On Apr 15, 2014, at 18:59, meino.cra...@gmx.de wrote:

> Alan McKinnon <alan.mckin...@gmail.com> [14-04-15 17:33]:
>> On 15/04/2014 09:14, Mick wrote:
>>> On Monday 14 Apr 2014 15:35:00 Alan McKinnon wrote:
>>> 
>>>> The nvidia blobs do work well as long as you use them the way they were
>>>> intended to be used.
>>>> 
>>>> The way they were intended to be used is the same way Windows uses them,
>>>> the Linux and Windows drivers share the bulk of the internal code and
>>>> Linux feature set most definitely is not the driving force here :-)
>>>> 
>>>> Which means some awesome things the X server can do simply do not work
>>>> with the blob. The blob also rips out most of the OpenGL and framebuffer
>>>> code and replaces it with it's own mysterious black magic, this can add
>>>> more wrinkles.
>>>> 
>>>> And finally, the Nvidia blob is not at all integrated with the kernel in
>>>> any meaningful way, so your running kernel usually ends up 2-4 versions
>>>> behind current.
>>> 
>>> Would I be wrong to deduce from this that I would be better off with Radeon 
>>> cards instead of moving to NVidia?  Out of coincidence I have been using 
>>> Radeon for ever it seems and I have had no problem that I recall with the 
>>> free 
>>> radeon drivers.  No need to align suitable kernel versions with new video 
>>> card 
>>> drivers, or skip any driver versions, or much else.  The only thing that I 
>>> had 
>>> to think about was how to sort out suitable firmware, but even this was 
>>> relatively easy.
>>> 
>>> Many people slate Radeon cards and this had me thinking that I should 
>>> consciously make an effort to buy NVidia, but I am not as sure at this 
>>> moment 
>>> in time that this would not bring more problems than its worth?
>> 
>> 
>> 
>> Would you be better off with a Toyota or a Nissan?
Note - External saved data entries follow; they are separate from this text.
//! REST client for generation and the Files API.

use super::dto::{
    ApiErrorBody, GenerateContentResponse, UploadFileMetadata, UploadResponse,
    UploadStartRequest,
};
use super::{GeminiConfig, from_generate_response, to_generate_request};
use crate::retry_with_backoff;
use async_trait::async_trait;
use reqwest::{Client, Response};
use std::time::Duration;
use tracing::{debug, error, info, instrument};
use vermeer_core::{
    GenerateOptions, GenerationResponse, Part, RemoteAssetStore, RemoteGenerator, UploadedFile,
};
use vermeer_error::{RemoteError, RemoteErrorKind};

const API_VERSION: &str = "v1beta";
const API_KEY_HEADER: &str = "x-goog-api-key";
const UPLOAD_URL_HEADER: &str = "x-goog-upload-url";

/// Client for the Gemini Generative Language API.
#[derive(Clone)]
pub struct GeminiClient {
    client: Client,
    api_key: String,
    base_url: String,
    max_retries: usize,
}

impl std::fmt::Debug for GeminiClient {
    fn fmt(&self, f: &mut std::fmt::Formatter<'_>) -> std::fmt::Result {
        f.debug_struct("GeminiClient")
            .field("base_url", &self.base_url)
            .field("max_retries", &self.max_retries)
            .finish_non_exhaustive()
    }
}

impl GeminiClient {
    /// Create a client with an explicit API key.
    ///
    /// # Errors
    ///
    /// Returns `ClientCreation` if the HTTP client cannot be built.
    pub fn new(api_key: impl Into<String>, config: &GeminiConfig) -> Result<Self, RemoteError> {
        let client = Client::builder()
            .timeout(Duration::from_secs(*config.timeout_secs()))
            .build()
            .map_err(|e| RemoteError::new(RemoteErrorKind::ClientCreation(e.to_string())))?;

        debug!(base_url = %config.base_url(), "Created Gemini client");

        Ok(Self {
            client,
            api_key: api_key.into(),
            base_url: config.base_url().trim_end_matches('/').to_string(),
            max_retries: *config.max_retries(),
        })
    }

    /// Create a client reading the API key from `config.api_key_env()`.
    ///
    /// # Errors
    ///
    /// Returns `MissingApiKey` when the variable is unset or empty.
    pub fn from_env(config: &GeminiConfig) -> Result<Self, RemoteError> {
        let var = config.api_key_env();
        let api_key = std::env::var(var)
            .ok()
            .filter(|key| !key.trim().is_empty())
            .ok_or_else(|| RemoteError::new(RemoteErrorKind::MissingApiKey(var.clone())))?;
        Self::new(api_key, config)
    }

    fn generate_url(&self, model: &str) -> String {
        let model = model.strip_prefix("models/").unwrap_or(model);
        format!(
            "{}/{}/models/{}:generateContent",
            self.base_url, API_VERSION, model
        )
    }

    fn upload_url(&self) -> String {
        format!("{}/upload/{}/files", self.base_url, API_VERSION)
    }

    fn file_url(&self, name: &str) -> String {
        format!("{}/{}/{}", self.base_url, API_VERSION, name)
    }

    async fn start_upload(
        &self,
        size: usize,
        mime_type: &str,
        display_name: &str,
    ) -> Result<String, RemoteError> {
        let response = self
            .client
            .post(self.upload_url())
            .header(API_KEY_HEADER, &self.api_key)
            .header("X-Goog-Upload-Protocol", "resumable")
            .header("X-Goog-Upload-Command", "start")
            .header("X-Goog-Upload-Header-Content-Length", size.to_string())
            .header("X-Goog-Upload-Header-Content-Type", mime_type)
            .json(&UploadStartRequest {
                file: UploadFileMetadata { display_name },
            })
            .send()
            .await
            .map_err(request_failed)?;
        let response = check_status(response).await?;

        response
            .headers()
            .get(UPLOAD_URL_HEADER)
            .and_then(|value| value.to_str().ok())
            .map(str::to_string)
            .ok_or_else(|| {
                RemoteError::new(RemoteErrorKind::InvalidResponse(
                    "upload session URL missing".to_string(),
                ))
            })
    }

    async fn finish_upload(&self, session_url: &str, data: &[u8]) -> Result<UploadedFile, RemoteError> {
        let response = self
            .client
            .post(session_url)
            .header("X-Goog-Upload-Offset", "0")
            .header("X-Goog-Upload-Command", "upload, finalize")
            .body(data.to_vec())
            .send()
            .await
            .map_err(request_failed)?;
        let response = check_status(response).await?;

        let body: UploadResponse = response.json().await.map_err(|e| {
            RemoteError::new(RemoteErrorKind::InvalidResponse(format!(
                "Failed to parse upload response: {}",
                e
            )))
        })?;
        Ok(UploadedFile {
            uri: body.file.uri,
            name: body.file.name,
        })
    }
}

#[async_trait]
impl RemoteGenerator for GeminiClient {
    #[instrument(skip(self, parts, options), fields(part_count = parts.len()))]
    async fn generate(
        &self,
        model: &str,
        parts: &[Part],
        options: &GenerateOptions,
    ) -> Result<GenerationResponse, RemoteError> {
        let url = self.generate_url(model);
        let body = to_generate_request(parts, options);

        let wire: GenerateContentResponse = retry_with_backoff(self.max_retries, || async {
            let response = self
                .client
                .post(&url)
                .header(API_KEY_HEADER, &self.api_key)
                .json(&body)
                .send()
                .await
                .map_err(request_failed)?;
            let response = check_status(response).await?;
            response.json::<GenerateContentResponse>().await.map_err(|e| {
                error!(error = %e, "Failed to parse generation response");
                RemoteError::new(RemoteErrorKind::InvalidResponse(format!(
                    "Failed to parse JSON: {}",
                    e
                )))
            })
        })
        .await?;

        debug!(candidates = wire.candidates.len(), "Received generation response");
        from_generate_response(wire)
    }
}

#[async_trait]
impl RemoteAssetStore for GeminiClient {
    #[instrument(skip(self, data), fields(bytes = data.len()))]
    async fn upload(
        &self,
        data: &[u8],
        mime_type: &str,
        display_name: &str,
    ) -> Result<UploadedFile, RemoteError> {
        let session_url = retry_with_backoff(self.max_retries, || {
            self.start_upload(data.len(), mime_type, display_name)
        })
        .await?;
        // Finalize commits the file, so it runs once.
        let file = self.finish_upload(&session_url, data).await?;

        info!(name = %file.name, uri = %file.uri, "Uploaded file");
        Ok(file)
    }

    #[instrument(skip(self))]
    async fn delete(&self, name: &str) -> Result<(), RemoteError> {
        let url = self.file_url(name);
        retry_with_backoff(self.max_retries, || async {
            let response = self
                .client
                .delete(&url)
                .header(API_KEY_HEADER, &self.api_key)
                .send()
                .await
                .map_err(request_failed)?;
            check_status(response).await.map(|_| ())
        })
        .await?;

        info!(name, "Deleted file");
        Ok(())
    }
}

#[track_caller]
fn request_failed(e: reqwest::Error) -> RemoteError {
    error!(error = %e, "HTTP request failed");
    RemoteError::new(RemoteErrorKind::ApiRequest(e.to_string()))
}

/// Pass successful responses through; turn anything else into `HttpError`.
async fn check_status(response: Response) -> Result<Response, RemoteError> {
    let status = response.status();
    if status.is_success() {
        return Ok(response);
    }

    let body = response.text().await.unwrap_or_default();
    let message = serde_json::from_str::<ApiErrorBody>(&body)
        .map(|parsed| match parsed.error.status {
            Some(code) => format!("{} ({})", parsed.error.message, code),
            None => parsed.error.message,
        })
        .unwrap_or(body);

    error!(status = status.as_u16(), error = %message, "API error");
    Err(RemoteError::new(RemoteErrorKind::HttpError {
        status_code: status.as_u16(),
        message,
    }))
}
Same answer:
>> 
>> I don't see much difference. Both work, both have free and blob drivers,
>> both are better at some things and worse at others. I really don't see
>> any clear cut reason to choose one over the other for the general case.
>> Never mind that some people will not touch one or the other with a barge
>> pole no matter how much you pay them, I think they just have human bias.
>> 
>> I've used both over the years, with free and blob drivers, and they
>> always did what I need them to do - display a desktop and play movies.
>> 
>> There will always be cases where some specific range of GPU and/or
>> drivers just isn't up to snuff but I don't think that applies overall.
>> 
>> You should go with the option that maximizes your own personal warm and
>> fuzzy feelings :-)
>> 
>> 
>> -- 
>> Alan McKinnon
>> alan.mckin...@gmail.com
>> 
>> 
> 
> To exegrate the whole discussion:
> 
> "Help! I have a problem with Linux!"
> 
> "...I have some heard of Linux...bad things...use windows instead!"
> 
> So: Due to the already mentioned reasons I cannot use other hardware/
> other software. I need to get THIS running.
> 
> Next question: How can I downgrade to the previous version of
> nvidia-drivers/nvidia-settings/nvidia-cude-toolkit, which works
> nice for me?

To go a little bit more off-topic... Has anyone setup a 3D display with NVidia 
GPU using HDMI?

I have a new projector which supports the frame packing with full resolution 3D 
1080p-signal. I have the modelines configured for all the formats I need. If I 
just force X to use a modeline 2205p the projector does obviously not 
recognize, cuz the signal does not specify the 3D-mode it is using... as 
described in the standard freely available to download for everybody.

So has anyone got this working? Does it need a specific version of 
NVidia-drivers or firmware or hardware?